These .csv files are for the most part already “Tidy” according to the Tidyverse understanding of data wrangling and analysis. Beyond superficial column-name changes, the most significant data cleanup act took place on the qualifying data, where I pivoted the rounds 1-3 columns longer into a “round” and a “lap time” column. Additionally, I joined both the qualifying and the lap times dataframes with the races and circuits master dataframes, for more complete identification.

I ended up taking two dataframes out of the lap_times.csv data set. The first, lap_times, retains the data in its original form, joins notwithstanding.

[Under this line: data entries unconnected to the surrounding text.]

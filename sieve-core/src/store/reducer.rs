//! The draft reducer.
//!
//! `reduce` is a pure function from `(state, action)` to the next state. If
//! the action carries an updater it runs against a copy-on-write draft of
//! `state`; otherwise `state` comes back unchanged, identity included.

use tracing::trace;

use crate::error::{StoreError, StoreResult};
use crate::state::{Draft, Value};

use super::Action;

/// Compute the state that follows `state` under `action`.
///
/// An updater error is wrapped in [`StoreError::Updater`]; since the draft
/// is discarded, `state` itself is never touched.
pub fn reduce(state: &Value, action: Action) -> StoreResult<Value> {
    let (kind, updater) = action.into_parts();
    let Some(updater) = updater else {
        trace!(action = %kind, "action without updater, state unchanged");
        return Ok(state.clone());
    };

    let mut draft = Draft::new(state);
    match updater.apply(&mut draft) {
        Ok(Some(replacement)) => Ok(replacement),
        Ok(None) => Ok(draft.finish()),
        Err(source) => Err(StoreError::Updater { action: kind, source }),
    }
}
//! Sieve Core
//!
//! A small state container that only wakes the subscribers whose data
//! actually changed. It provides:
//!
//! - A persistent state tree with copy-on-write drafts
//! - A reducer that applies draft-style updaters
//! - A store with synchronous, ordered listener notification
//! - Dependency-scoped subscriptions diffed by shallow identity
//! - Mount/unmount hooks for view layers
//!
//! # Architecture
//!
//! The crate is organized into several modules:
//!
//! - `state`: The value tree, dependency paths, and drafts
//! - `store`: Actions, the reducer, the store, and dependency tracking
//! - `view`: Hooks that adapt a store to a render lifecycle
//! - `config`: Store configuration
//! - `error`: Error types
//!
//! # Example
//!
//! ```rust
//! use std::sync::atomic::{AtomicUsize, Ordering};
//! use std::sync::Arc;
//!
//! use serde_json::json;
//! use sieve_core::Store;
//!
//! let store = Store::new(json!({ "a": { "b": 1 }, "c": 0 }));
//!
//! let calls = Arc::new(AtomicUsize::new(0));
//! let calls_clone = calls.clone();
//! let _sub = store.subscribe_with_deps(
//!     move |_| {
//!         calls_clone.fetch_add(1, Ordering::SeqCst);
//!     },
//!     ["a.b"],
//! );
//!
//! store.dispatch(|draft| draft.set("c", 1)).unwrap();
//! assert_eq!(calls.load(Ordering::SeqCst), 0);
//!
//! store.dispatch(|draft| draft.set("a.b", 2)).unwrap();
//! assert_eq!(calls.load(Ordering::SeqCst), 1);
//! ```

pub mod config;
pub mod error;
pub mod state;
pub mod store;
pub mod view;

pub use config::StoreConfig;
pub use error::{StoreError, StoreResult, UpdaterError};
pub use state::{DependencyPath, Draft, Map, Value};
pub use store::{create_store, Action, Store, Subscription, SubscriptionGuard, UpdateOutcome};
pub use view::{Dispatcher, StateHook};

The second, fastest_laps, uses a group_by()/summarise() combo to isolate the fastest laps (minimum lap time) for each Grand Prix. This isolated fastest lap data plays a crucial role on its own in the analysis to follow.

Visualizations

The analysis of these Formula 1 data were performed using the ggplot2 package from the Tidyverse collection of R-language packages. Again, these analyses are largely preliminary and exploratory, and were not verified with statistically rigorous hypotheses tests. They do, however, lay a solid foundation for such research to be performed in the future.

What follows are three ggplot visualizations of qualifying and race lap time data drawn from Grands Prix held at nine different circuits between 1996 and 2021. The nine circuits chosen were selected based on the frequency of their use in an unchanging configuration; certain Formula 1-eligible circuits are not used regularly or even very often at all, while others have undergone significant alterations in their configuration, making lap time comparisons meaningless. The wide date range gives enough lead time to establish a visual baseline with which to compare the Hybrid Era seasons of 2014 to 2021.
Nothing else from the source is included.